A new study by labor market data provider Lightcast predicts a stark labor shortage in the United States, with an estimated shortfall of 6 million workers by 2032, Bloomberg reports.
The study cites a confluence of factors driving this gap, including retirements, mismatches between available workers and in-demand jobs, and a decline in workforce participation among men.
“Over the next five to seven years, our labor pool’s growth will not match our population’s,” stated Ron Hetrick, an economist at Lightcast. “We will increasingly have more consumers than producers, driving price hikes and product shortages.”
The study reveals that older workers, who fueled job expansion in the two decades preceding the pandemic, are no longer driving growth. Since 2020, nearly 4 million out of 5 million workers leaving the workforce have been over 55.
By 2027, the number of Americans turning 65 – a traditional retirement age – will surpass the number turning 16 for the first time, raising concerns about a potential lack of new entrants to replace retirees.

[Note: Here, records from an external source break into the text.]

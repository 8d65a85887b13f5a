//! Permissive decoder for stringified mappings found in log messages
//!
//! The serving layer may emit its structured message either as JSON or as a
//! Python-style literal (`{'event': 'prediction', 'ok': True}`). This parser
//! accepts both and produces a [`serde_json::Value`]:
//!
//! - strings in single or double quotes, with the usual backslash escapes
//! - `True`/`False`/`None` and `true`/`false`/`null`
//! - integers, floats and exponents; `inf`/`nan` are rejected
//! - dicts, lists and tuples (tuples become arrays), trailing commas allowed
//! - non-string dict keys are converted to their textual form

use serde_json::{Map, Number, Value};
use thiserror::Error;

#[derive(Debug, Error, PartialEq)]
#[error("literal parse error at byte {position}: {message}")]
pub struct LiteralError {
    pub position: usize,
    pub message: String,
}

/// Parse a complete literal; trailing non-whitespace input is an error
pub fn parse_literal(input: &str) -> Result<Value, LiteralError> {
    let mut parser = Parser::new(input);
    let value = parser.parse_value()?;
    parser.skip_whitespace();
    if parser.pos < parser.bytes.len() {
        return Err(parser.error("unexpected trailing input"));
    }
    Ok(value)
}

/// Parse a literal that must be a mapping
pub fn parse_mapping(input: &str) -> Result<Map<String, Value>, LiteralError> {
    match parse_literal(input)? {
        Value::Object(map) => Ok(map),
        _ => Err(LiteralError {
            position: 0,
            message: "literal is not a mapping".to_string(),
        }),
    }
}

struct Parser<'a> {
    src: &'a str,
    bytes: &'a [u8],
    pos: usize,
    depth: usize,
}

const MAX_DEPTH: usize = 64;

impl<'a> Parser<'a> {
    fn new(src: &'a str) -> Self {
        Self {
            src,
            bytes: src.as_bytes(),
            pos: 0,
            depth: 0,
        }
    }

    fn error(&self, message: impl Into<String>) -> LiteralError {
        LiteralError {
            position: self.pos,
            message: message.into(),
        }
    }

    fn peek(&self) -> Option<u8> {
        self.bytes.get(self.pos).copied()
    }

    fn skip_whitespace(&mut self) {
        while let Some(b) = self.peek() {
            if b.is_ascii_whitespace() {
                self.pos += 1;
            } else {
                break;
            }
        }
    }

    fn expect(&mut self, byte: u8) -> Result<(), LiteralError> {
        self.skip_whitespace();
        if self.peek() == Some(byte) {
            self.pos += 1;
            Ok(())
        } else {
            Err(self.error(format!("expected '{}'", byte as char)))
        }
    }

    fn parse_value(&mut self) -> Result<Value, LiteralError> {
        self.skip_whitespace();
        match self.peek() {
            None => Err(self.error("unexpected end of input")),
            Some(b'{') => self.nested(|p| p.parse_dict()),
            Some(b'[') => self.nested(|p| p.parse_sequence(b'[', b']')),
            Some(b'(') => self.nested(|p| p.parse_sequence(b'(', b')')),
            Some(b'\'') | Some(b'"') => self.parse_string().map(Value::String),
            Some(b) if b == b'-' || b == b'+' || b == b'.' || b.is_ascii_digit() => {
                self.parse_number()
            }
            Some(b) if b.is_ascii_alphabetic() => self.parse_keyword(),
            Some(b) => Err(self.error(format!("unexpected character '{}'", b as char))),
        }
    }

    fn nested(
        &mut self,
        f: impl FnOnce(&mut Self) -> Result<Value, LiteralError>,
    ) -> Result<Value, LiteralError> {
        self.depth += 1;
        if self.depth > MAX_DEPTH {
            return Err(self.error("nesting too deep"));
        }
        let value = f(self);
        self.depth -= 1;
        value
    }

    fn parse_dict(&mut self) -> Result<Value, LiteralError> {
        self.expect(b'{')?;
        let mut map = Map::new();
        loop {
            self.skip_whitespace();
            if self.peek() == Some(b'}') {
                self.pos += 1;
                return Ok(Value::Object(map));
            }

            let key = match self.parse_value()? {
                Value::String(s) => s,
                Value::Number(n) => n.to_string(),
                Value::Bool(true) => "True".to_string(),
                Value::Bool(false) => "False".to_string(),
                Value::Null => "None".to_string(),
                _ => return Err(self.error("unhashable mapping key")),
            };
            self.expect(b':')?;
            let value = self.parse_value()?;
            map.insert(key, value);

            self.skip_whitespace();
            match self.peek() {
                Some(b',') => self.pos += 1,
                Some(b'}') => {}
                _ => return Err(self.error("expected ',' or '}'")),
            }
        }
    }

    fn parse_sequence(&mut self, open: u8, close: u8) -> Result<Value, LiteralError> {
        self.expect(open)?;
        let mut items = Vec::new();
        loop {
            self.skip_whitespace();
            if self.peek() == Some(close) {
                self.pos += 1;
                return Ok(Value::Array(items));
            }

            items.push(self.parse_value()?);

            self.skip_whitespace();
            match self.peek() {
                Some(b',') => self.pos += 1,
                Some(b) if b == close => {}
                _ => return Err(self.error(format!("expected ',' or '{}'", close as char))),
            }
        }
    }

    fn parse_string(&mut self) -> Result<String, LiteralError> {
        let quote = self.bytes[self.pos];
        self.pos += 1;
        let mut out = String::new();

        loop {
            let rest = &self.src[self.pos..];
            let mut chars = rest.chars();
            let c = chars.next().ok_or_else(|| self.error("unterminated string"))?;
            self.pos += c.len_utf8();

            match c {
                c if c as u32 == quote as u32 => return Ok(out),
                '\\' => out.push(self.parse_escape()?),
                c => out.push(c),
            }
        }
    }

    fn parse_escape(&mut self) -> Result<char, LiteralError> {
        let c = self
            .src[self.pos..]
            .chars()
            .next()
            .ok_or_else(|| self.error("unterminated escape"))?;
        self.pos += c.len_utf8();

        let escaped = match c {
            'n' => '\n',
            't' => '\t',
            'r' => '\r',
            '0' => '\0',
            'b' => '\u{8}',
            'f' => '\u{c}',
            '\\' => '\\',
            '\'' => '\'',
            '"' => '"',
            '/' => '/',
            'x' => self.parse_hex_escape(2)?,
            'u' => self.parse_hex_escape(4)?,
            'U' => self.parse_hex_escape(8)?,
            other => return Err(self.error(format!("unknown escape '\\{}'", other))),
        };
        Ok(escaped)
    }

    fn parse_hex_escape(&mut self, digits: usize) -> Result<char, LiteralError> {
        let end = self.pos + digits;
        let hex = self
            .src
            .get(self.pos..end)
            .ok_or_else(|| self.error("truncated hex escape"))?;
        let code = u32::from_str_radix(hex, 16).map_err(|_| self.error("invalid hex escape"))?;
        self.pos = end;

        // JSON-style surrogate pair, e.g. \ud83d\ude00
        if (0xD800..0xDC00).contains(&code) && self.src[self.pos..].starts_with("\\u") {
            let low_hex = self
                .src
                .get(self.pos + 2..self.pos + 6)
                .ok_or_else(|| self.error("truncated surrogate pair"))?;
            let low =
                u32::from_str_radix(low_hex, 16).map_err(|_| self.error("invalid hex escape"))?;
            if (0xDC00..0xE000).contains(&low) {
                self.pos += 6;
                let combined = 0x10000 + ((code - 0xD800) << 10) + (low - 0xDC00);
                return char::from_u32(combined).ok_or_else(|| self.error("invalid code point"));
            }
        }

        char::from_u32(code).ok_or_else(|| self.error("invalid code point"))
    }

    fn parse_number(&mut self) -> Result<Value, LiteralError> {
        let start = self.pos;
        while let Some(b) = self.peek() {
            if b.is_ascii_digit() || matches!(b, b'-' | b'+' | b'.' | b'e' | b'E' | b'_') {
                self.pos += 1;
            } else {
                break;
            }
        }

        let text: String = self.src[start..self.pos].chars().filter(|c| *c != '_').collect();
        let text = text.strip_prefix('+').unwrap_or(&text);

        if let Ok(i) = text.parse::<i64>() {
            return Ok(Value::Number(i.into()));
        }
        if let Ok(u) = text.parse::<u64>() {
            return Ok(Value::Number(u.into()));
        }
        text.parse::<f64>()
            .ok()
            .filter(|f| f.is_finite())
            .and_then(Number::from_f64)
            .map(Value::Number)
            .ok_or_else(|| LiteralError {
                position: start,
                message: format!("invalid number '{}'", text),
            })
    }

    fn parse_keyword(&mut self) -> Result<Value, LiteralError> {
        let start = self.pos;
        while let Some(b) = self.peek() {
            if b.is_ascii_alphanumeric() || b == b'_' {
                self.pos += 1;
            } else {
                break;
            }
        }

        match &self.src[start..self.pos] {
            "True" | "true" => Ok(Value::Bool(true)),
            "False" | "false" => Ok(Value::Bool(false)),
            "None" | "null" => Ok(Value::Null),
            other => Err(LiteralError {
                position: start,
                message: format!("unsupported name '{}'", other),
            }),
        }
    }
}

#[cfg(test)]
mod tests {
    use super::*;
    use serde_json::json;

    #[test]
    fn test_python_repr_dict() {
        let value = parse_literal(
            "{'event': 'prediction', 'features': {'State': 'CA', 'Account length': 10}, 'probability': 0.12, 'ok': True, 'note': None}",
        )
        .unwrap();

        assert_eq!(
            value,
            json!({
                "event": "prediction",
                "features": {"State": "CA", "Account length": 10},
                "probability": 0.12,
                "ok": true,
                "note": null
            })
        );
    }

    #[test]
    fn test_json_dict() {
        let value = parse_literal(r#"{"event": "prediction", "features": {"x": -1.5e2}}"#).unwrap();
        assert_eq!(value, json!({"event": "prediction", "features": {"x": -150.0}}));
    }

    #[test]
    fn test_quotes_and_escapes() {
        let value = parse_literal(r#"{'name': "O'Brien", 'path': 'a\\b', 'nl': 'x\ny', 'u': 'é'}"#)
            .unwrap();
        assert_eq!(value["name"], json!("O'Brien"));
        assert_eq!(value["path"], json!("a\\b"));
        assert_eq!(value["nl"], json!("x\ny"));
        assert_eq!(value["u"], json!("é"));
    }

    #[test]
    fn test_tuples_trailing_commas_and_numeric_keys() {
        let value = parse_literal("{1: (1, 2,), 'list': [3, 4,],}").unwrap();
        assert_eq!(value, json!({"1": [1, 2], "list": [3, 4]}));
    }

    #[test]
    fn test_rejects_garbage() {
        assert!(parse_literal("not a dict").is_err());
        assert!(parse_literal("{'a': 1").is_err());
        assert!(parse_literal("{'a': 1} trailing").is_err());
        assert!(parse_literal("{'a': nan}").is_err());
        assert!(parse_literal("{'a': datetime(2024, 1, 1)}").is_err());
    }

    #[test]
    fn test_parse_mapping_requires_dict() {
        assert!(parse_mapping("[1, 2]").is_err());
        assert_eq!(parse_mapping("{}").unwrap().len(), 0);
    }

    #[test]
    fn test_depth_limit() {
        let deep = "[".repeat(MAX_DEPTH + 1) + &"]".repeat(MAX_DEPTH + 1);
        assert!(parse_literal(&deep).is_err());
    }
}
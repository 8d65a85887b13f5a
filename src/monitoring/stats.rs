//! Statistical tests backing the default drift evaluator

use std::cmp::Ordering;
use std::collections::{BTreeSet, HashMap};

/// Two-sample Kolmogorov-Smirnov test
///
/// Returns `(statistic, p_value)`. Either sample being empty yields `(0, 1)`.
pub fn ks_two_sample(reference: &[f64], current: &[f64]) -> (f64, f64) {
    if reference.is_empty() || current.is_empty() {
        return (0.0, 1.0);
    }

    let mut a = reference.to_vec();
    let mut b = current.to_vec();
    a.sort_by(|x, y| x.partial_cmp(y).unwrap_or(Ordering::Equal));
    b.sort_by(|x, y| x.partial_cmp(y).unwrap_or(Ordering::Equal));

    let n1 = a.len() as f64;
    let n2 = b.len() as f64;
    let (mut i, mut j) = (0usize, 0usize);
    let mut d_max = 0.0f64;

    // Walk the merged sample; ties advance both ECDFs before comparing
    while i < a.len() && j < b.len() {
        let x = if a[i] <= b[j] { a[i] } else { b[j] };
        while i < a.len() && a[i] <= x {
            i += 1;
        }
        while j < b.len() && b[j] <= x {
            j += 1;
        }
        d_max = d_max.max((i as f64 / n1 - j as f64 / n2).abs());
    }

    let n_eff = (n1 * n2) / (n1 + n2);
    let sqrt_n = n_eff.sqrt();
    // Stephens' small-sample correction
    let lambda = (sqrt_n + 0.12 + 0.11 / sqrt_n) * d_max;
    (d_max, ks_p_value(lambda))
}

/// Asymptotic Kolmogorov distribution tail probability
pub fn ks_p_value(lambda: f64) -> f64 {
    if lambda <= 0.0 {
        return 1.0;
    }
    let mut p = 0.0;
    for k in 1..=100 {
        let sign = if k % 2 == 1 { 1.0 } else { -1.0 };
        let term = sign * (-2.0 * f64::from(k).powi(2) * lambda.powi(2)).exp();
        p += term;
        if term.abs() < 1e-10 {
            break;
        }
    }
    (2.0 * p).clamp(0.0, 1.0)
}

/// Chi-square goodness of fit of current category counts against reference proportions
///
/// Reference counts get a pseudo-count of one per category so categories never
/// seen in the reference still contribute. Returns `(statistic, p_value)`.
pub fn chi_square_goodness_of_fit(
    reference: &HashMap<String, usize>,
    current: &HashMap<String, usize>,
) -> (f64, f64) {
    let categories: BTreeSet<&String> = reference.keys().chain(current.keys()).collect();
    let total_current: usize = current.values().sum();
    let total_reference: usize = reference.values().sum();

    if categories.len() < 2 || total_current == 0 || total_reference == 0 {
        return (0.0, 1.0);
    }

    let smoothed_total = (total_reference + categories.len()) as f64;
    let mut chi_sq = 0.0;
    for category in &categories {
        let observed = *current.get(*category).unwrap_or(&0) as f64;
        let proportion = (*reference.get(*category).unwrap_or(&0) + 1) as f64 / smoothed_total;
        let expected = proportion * total_current as f64;
        chi_sq += (observed - expected).powi(2) / expected;
    }

    (chi_sq, chi_square_p_value(chi_sq, categories.len() - 1))
}

/// Upper-tail chi-square p-value via the Wilson-Hilferty approximation
pub fn chi_square_p_value(chi_sq: f64, df: usize) -> f64 {
    if df == 0 || chi_sq <= 0.0 {
        return 1.0;
    }
    let k = df as f64;
    let z = ((chi_sq / k).powf(1.0 / 3.0) - (1.0 - 2.0 / (9.0 * k))) / (2.0 / (9.0 * k)).sqrt();
    (0.5 * (1.0 - erf(z / std::f64::consts::SQRT_2))).clamp(0.0, 1.0)
}

/// Abramowitz-Stegun error function approximation
pub fn erf(x: f64) -> f64 {
    let a1 = 0.254829592;
    let a2 = -0.284496736;
    let a3 = 1.421413741;
    let a4 = -1.453152027;
    let a5 = 1.061405429;
    let p = 0.3275911;

    let sign = if x >= 0.0 { 1.0 } else { -1.0 };
    let x = x.abs();
    let t = 1.0 / (1.0 + p * x);
    let y = 1.0 - (((((a5 * t + a4) * t) + a3) * t + a2) * t + a1) * t * (-x * x).exp();

    sign * y
}

#[cfg(test)]
mod tests {
    use super::*;

    fn counts(pairs: &[(&str, usize)]) -> HashMap<String, usize> {
        pairs.iter().map(|(k, v)| (k.to_string(), *v)).collect()
    }

    #[test]
    fn test_ks_identical_samples() {
        let sample: Vec<f64> = (0..200).map(|i| i as f64).collect();
        let (d, p) = ks_two_sample(&sample, &sample);
        assert_eq!(d, 0.0);
        assert!(p > 0.99);
    }

    #[test]
    fn test_ks_shifted_samples() {
        let reference: Vec<f64> = (0..200).map(|i| i as f64).collect();
        let current: Vec<f64> = (0..200).map(|i| i as f64 + 150.0).collect();
        let (d, p) = ks_two_sample(&reference, &current);
        assert!(d > 0.7);
        assert!(p < 0.001);
    }

    #[test]
    fn test_ks_handles_ties() {
        let reference = vec![1.0; 50];
        let current = vec![1.0; 10];
        let (d, _) = ks_two_sample(&reference, &current);
        assert_eq!(d, 0.0);
    }

    #[test]
    fn test_ks_empty_sample() {
        assert_eq!(ks_two_sample(&[], &[1.0]), (0.0, 1.0));
    }

    #[test]
    fn test_chi_square_same_distribution() {
        let reference = counts(&[("No", 900), ("Yes", 100)]);
        let current = counts(&[("No", 90), ("Yes", 10)]);
        let (_, p) = chi_square_goodness_of_fit(&reference, &current);
        assert!(p > 0.5);
    }

    #[test]
    fn test_chi_square_shifted_distribution() {
        let reference = counts(&[("No", 900), ("Yes", 100)]);
        let current = counts(&[("No", 10), ("Yes", 90)]);
        let (_, p) = chi_square_goodness_of_fit(&reference, &current);
        assert!(p < 0.001);
    }

    #[test]
    fn test_chi_square_single_category() {
        let reference = counts(&[("CA", 10)]);
        let current = counts(&[("CA", 3)]);
        assert_eq!(chi_square_goodness_of_fit(&reference, &current), (0.0, 1.0));
    }

    #[test]
    fn test_erf_bounds() {
        assert!((erf(0.0)).abs() < 1e-6);
        assert!((erf(3.0) - 1.0).abs() < 1e-4);
        assert!((erf(-3.0) + 1.0).abs() < 1e-4);
    }
}
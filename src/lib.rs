//! Churn prediction service with drift-triggered retraining
//!
//! - [`training`]: model training, artifacts and the retraining quality guard
//! - [`api`]: HTTP scoring service writing the inference log
//! - [`monitoring`]: drift evaluation over the inference log and retrain orchestration

pub mod api;
pub mod config;
pub mod data;
pub mod error;
pub mod logging;
pub mod metrics;
pub mod monitoring;
pub mod training;

pub use error::{AppError, Result};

Another looming issue is the mismatch between available workers and in-demand jobs. The workforce is expected to become younger, more educated, and more female, yet these groups may not align with industries projected to require more labor, such as healthcare, construction, and skilled trades like plumbing and car maintenance.
The report outlines the troubling trend of prime-age men disappearing from the job market. Substance abuse and incarceration are cited as significant contributors, removing 4.6 million Americans from the labor force. This decline coincides with a rising number of openings in “critical, male-dominated skilled-trade jobs.”
The study stressed that the majority of drug-related deaths or addictions occur among young men. Additionally, alcohol is responsible for around 232 million missed workdays, equivalent to 112,000 full-time workers absent for an entire year. Since the pandemic, the number of Americans not employed and not actively seeking work has risen from around 95 million to 100 million.
The report posits that immigration will likely be crucial to fill the gap left by US-born prime-age men. Certain industries, like healthcare, heavily rely on immigrant workers, with 18% of healthcare workers coming from outside the US, including one in four doctors and one in five registered nurses.